▶ _WHAT IS REQUIRED_: Search the entries for the word "ResumeData" and report each line that has it.

▶ _EXERCISE INPUTS_:
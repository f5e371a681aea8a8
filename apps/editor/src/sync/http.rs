//! HTTP client for the résumé backend. The only module that talks to the
//! network.
//!
//! No retries: every exchange is at-most-once per call, and a failure is
//! handed straight back to the session.

use async_trait::async_trait;
use bytes::Bytes;
use reqwest::{Client, Method, RequestBuilder, Response, Url};
use serde::{de::DeserializeOwned, Serialize};
use serde_json::Value;
use tracing::debug;

use crate::config::Config;
use crate::models::resume::{ResumeData, ResumeDocument};
use crate::models::score::{GeneratedSummary, OptimizedContent, SaveAck, Score};
use crate::sync::remote::{RemoteError, ResumeRemote, SummaryContext};

const SUMMARY_PROMPT: &str = "Generate summary";
const SCORE_PROMPT: &str = "Calculate score";

#[derive(Debug, Serialize)]
struct EnrichmentRequest<'a, C: Serialize> {
    prompt: &'a str,
    context: &'a C,
}

#[derive(Debug, Serialize)]
struct PromptRequest<'a> {
    prompt: &'a str,
}

#[derive(Debug, Serialize)]
struct SaveRequest<'a> {
    data: &'a ResumeData,
}

#[derive(Debug, Serialize)]
struct RenameRequest<'a> {
    title: &'a str,
}

#[derive(Debug, Serialize)]
struct CreateRequest<'a> {
    title: &'a str,
    template: &'a str,
}

/// `ResumeRemote` over the backend's REST API.
#[derive(Clone)]
pub struct HttpRemote {
    client: Client,
    base_url: Url,
    token: Option<String>,
}

impl HttpRemote {
    pub fn new(config: &Config) -> Result<Self, RemoteError> {
        let base_url = Url::parse(&config.api_base_url)
            .map_err(|e| RemoteError::InvalidUrl(format!("{}: {e}", config.api_base_url)))?;
        if base_url.cannot_be_a_base() {
            return Err(RemoteError::InvalidUrl(config.api_base_url.clone()));
        }
        let client = Client::builder().timeout(config.request_timeout).build()?;
        Ok(Self {
            client,
            base_url,
            token: config.api_token.clone(),
        })
    }

    /// Appends `segments` to the base path. Each segment is percent-encoded,
    /// so ids containing `/`, `?` or `#` stay a single path segment.
    fn url(&self, segments: &[&str]) -> Url {
        let mut url = self.base_url.clone();
        if let Ok(mut path) = url.path_segments_mut() {
            path.pop_if_empty().extend(segments);
        }
        url
    }

    fn request(&self, method: Method, segments: &[&str]) -> RequestBuilder {
        let builder = self.client.request(method, self.url(segments));
        match &self.token {
            Some(token) => builder.bearer_auth(token),
            None => builder,
        }
    }

    /// Sends the request and turns non-success statuses into errors.
    /// `what` names the resource for `NotFound`.
    async fn send(&self, builder: RequestBuilder, what: &str) -> Result<Response, RemoteError> {
        let response = builder.send().await?;
        let status = response.status();

        if status.as_u16() == 404 {
            return Err(RemoteError::NotFound(what.to_string()));
        }

        if !status.is_success() {
            let body = response.text().await.unwrap_or_default();
            return Err(RemoteError::Api {
                status: status.as_u16(),
                message: error_detail(&body),
            });
        }

        debug!("{} → {}", what, status);
        Ok(response)
    }

    async fn send_json<T: DeserializeOwned>(
        &self,
        builder: RequestBuilder,
        what: &str,
    ) -> Result<T, RemoteError> {
        let response = self.send(builder, what).await?;
        let body = response.text().await?;
        Ok(serde_json::from_str(&body)?)
    }
}

/// Pulls `detail` out of a `{"detail": ...}` error body; falls back to the raw body.
fn error_detail(body: &str) -> String {
    match serde_json::from_str::<Value>(body) {
        Ok(Value::Object(fields)) => match fields.get("detail") {
            Some(Value::String(detail)) => detail.clone(),
            Some(other) => other.to_string(),
            None => body.to_string(),
        },
        _ => body.to_string(),
    }
}

#[async_trait]
impl ResumeRemote for HttpRemote {
    async fn fetch_document(&self, id: &str) -> Result<ResumeDocument, RemoteError> {
        self.send_json(
            self.request(Method::GET, &["resumes", id]),
            &format!("resume {id}"),
        )
        .await
    }

    async fn save_document(&self, id: &str, data: &ResumeData) -> Result<SaveAck, RemoteError> {
        let saved: ResumeDocument = self
            .send_json(
                self.request(Method::PUT, &["resumes", id])
                    .json(&SaveRequest { data }),
                &format!("resume {id}"),
            )
            .await?;
        Ok(SaveAck {
            document_id: saved.id,
            updated_at: saved.updated_at,
        })
    }

    async fn generate_summary(
        &self,
        context: &SummaryContext,
    ) -> Result<GeneratedSummary, RemoteError> {
        self.send_json(
            self.request(Method::POST, &["ai", "generate-summary"])
                .json(&EnrichmentRequest {
                    prompt: SUMMARY_PROMPT,
                    context,
                }),
            "summary generator",
        )
        .await
    }

    async fn calculate_score(&self, data: &ResumeData) -> Result<Score, RemoteError> {
        self.send_json(
            self.request(Method::POST, &["ai", "calculate-score"])
                .json(&EnrichmentRequest {
                    prompt: SCORE_PROMPT,
                    context: data,
                }),
            "resume scorer",
        )
        .await
    }

    async fn list_documents(&self) -> Result<Vec<ResumeDocument>, RemoteError> {
        self.send_json(self.request(Method::GET, &["resumes"]), "resume list")
            .await
    }

    async fn create_document(
        &self,
        title: &str,
        template: &str,
    ) -> Result<ResumeDocument, RemoteError> {
        self.send_json(
            self.request(Method::POST, &["resumes"])
                .json(&CreateRequest { title, template }),
            "resume list",
        )
        .await
    }

    async fn rename_document(&self, id: &str, title: &str) -> Result<ResumeDocument, RemoteError> {
        self.send_json(
            self.request(Method::PUT, &["resumes", id])
                .json(&RenameRequest { title }),
            &format!("resume {id}"),
        )
        .await
    }

    async fn delete_document(&self, id: &str) -> Result<(), RemoteError> {
        self.send(
            self.request(Method::DELETE, &["resumes", id]),
            &format!("resume {id}"),
        )
        .await?;
        Ok(())
    }

    async fn optimize_content(&self, text: &str) -> Result<OptimizedContent, RemoteError> {
        self.send_json(
            self.request(Method::POST, &["ai", "optimize-content"])
                .json(&PromptRequest { prompt: text }),
            "content optimizer",
        )
        .await
    }

    async fn download_pdf(&self, id: &str) -> Result<Bytes, RemoteError> {
        let response = self
            .send(
                self.request(Method::GET, &["resumes", id, "download"]),
                &format!("resume {id}"),
            )
            .await?;
        Ok(response.bytes().await?)
    }
}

▶ _SOLUTION_:
use crate::models::resume::{ResumeData, ResumeDocument};
    data: &'a ResumeData,
    async fn save_document(&self, id: &str, data: &ResumeData) -> Result<SaveAck, RemoteError> {
    async fn calculate_score(&self, data: &ResumeData) -> Result<Score, RemoteError> {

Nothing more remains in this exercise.